Ist ein Beweis nach den Umständen nicht zumutbar, so genügt die Glaubhaftmachung (Zorn in Doralt/Kirchmayr/Mayr/Zorn, EStG25 § 4 Rz 269 [Stand 1.1.2025, rdb.at]; Jakom/Marschner EStG, 2025, § 4 Rz 279). Die Glaubhaftmachung hat den Nachweis der Wahrscheinlichkeit zum Gegenstand und unterliegt den Regeln der freien Beweiswürdigung (VwGH 28.5.2008, 2006/15/0125; 22.12.2011, 2008/15/0164). Sie setzt die schlüssige Behauptung aller maßgeblichen Umstände durch den Abgabepflichtigen voraus (VwGH 26.4.1989, 89/14/0027). Ein Sachverhalt ist glaubhaft gemacht, wenn die Umstände des Einzelfalls dafür sprechen, der vermutete Sachverhalt habe von allen anderen denkbaren Möglichkeiten die größte Wahrscheinlichkeit für sich (VwGH 14.9.1988, 86/13/0150).
Der Bf konnte hinsichtlich des von ihm behaupteten Materialaufwands keinerlei Nachweis erbringen. Eine Unzumutbarkeit der Beweiserbringung lag aus Sicht des Bundesfinanzgerichts nicht vor, weswegen eine Glaubhaftmachung in casu ausschied. Doch selbst wenn eine Glaubhaftmachung gegenständlich zulässig gewesen wäre, wäre es dem Bf nicht gelungen, den von ihm behaupteten Materialaufwand zu plausibilisieren. Das Gericht hält es in freier Beweiswürdigung wie ausgeführt für unglaubwürdig, dass der Materialaufwand tatsächlich angefallen ist. Die bB hat die Anerkennung des Materialaufwands als Betriebsausgaben sohin zu Recht versagt.

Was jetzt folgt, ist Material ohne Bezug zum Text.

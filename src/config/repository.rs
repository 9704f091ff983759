//! Player settings access for controllers
//!
//! Controllers never reach for a global settings table. They are handed a
//! [`ConfigRepository`] and read or write their own slot through it.

use parking_lot::RwLock;

use super::{AppConfig, PlayerConfig};
use crate::controller::types::NpadStyleTag;
use crate::error::ConfigError;

/// Get/set access to the player table
pub trait ConfigRepository: Send + Sync {
    /// Settings of player slot `index`
    fn player(&self, index: usize) -> Result<PlayerConfig, ConfigError>;

    /// Replace the settings of player slot `index`
    fn set_player(&self, index: usize, config: PlayerConfig) -> Result<(), ConfigError>;
}

/// Repository backed by an in-memory [`AppConfig`]
#[derive(Debug, Default)]
pub struct MemoryRepository {
    config: RwLock<AppConfig>,
}

impl MemoryRepository {
    pub fn new(mut config: AppConfig) -> Self {
        config.normalize();
        Self {
            config: RwLock::new(config),
        }
    }

    /// Copy of the whole table
    pub fn snapshot(&self) -> AppConfig {
        self.config.read().clone()
    }

    /// Swap in a freshly loaded table (hot reload)
    pub fn replace(&self, mut config: AppConfig) {
        config.normalize();
        *self.config.write() = config;
    }

    pub fn supported_style_tag(&self) -> NpadStyleTag {
        self.config.read().supported_style_tag()
    }
}

impl ConfigRepository for MemoryRepository {
    fn player(&self, index: usize) -> Result<PlayerConfig, ConfigError> {
        self.config
            .read()
            .players
            .get(index)
            .cloned()
            .ok_or(ConfigError::UnknownPlayer(index))
    }

    fn set_player(&self, index: usize, config: PlayerConfig) -> Result<(), ConfigError> {
        let mut table = self.config.write();
        let slot = table
            .players
            .get_mut(index)
            .ok_or(ConfigError::UnknownPlayer(index))?;
        *slot = config;
        slot.normalize();
        Ok(())
    }
}

#[cfg(test)]
mod tests {
    use super::*;
    use crate::controller::types::PLAYER_SLOTS;

    #[test]
    fn test_defaults_fill_every_slot() {
        let repo = MemoryRepository::new(AppConfig::default());
        for index in 0..PLAYER_SLOTS {
            assert!(repo.player(index).is_ok());
        }
        assert!(matches!(
            repo.player(PLAYER_SLOTS),
            Err(ConfigError::UnknownPlayer(_))
        ));
    }

    #[test]
    fn test_set_player() {
        let repo = MemoryRepository::default();
        repo.replace(AppConfig::default());

        let mut player = repo.player(3).expect("slot");
        player.connected = true;
        player.buttons.clear();
        repo.set_player(3, player).expect("set");

        let stored = repo.player(3).expect("slot");
        assert!(stored.connected);
        assert_eq!(stored.buttons.len(), 20);
        assert!(repo.set_player(42, PlayerConfig::default()).is_err());
    }
}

Gegen ein Erkenntnis des Bundesfinanzgerichtes ist die Revision zulässig, wenn sie von der Lösung einer Rechtsfrage abhängt, der grundsätzliche Bedeutung zukommt, insbesondere weil das Erkenntnis von der Rechtsprechung des Verwaltungsgerichtshofes abweicht, eine solche Rechtsprechung fehlt oder die zu lösende Rechtsfrage in der bisherigen Rechtsprechung des Verwaltungsgerichtshofes nicht einheitlich beantwortet wird. Gegenstand der vorliegenden Beschwerdesache war eine Tatsachenfrage (Betriebsausgabennachweis): Für die Klärung von Tatsachenfragen ist eine Revision grundsätzlich nicht vorgesehen.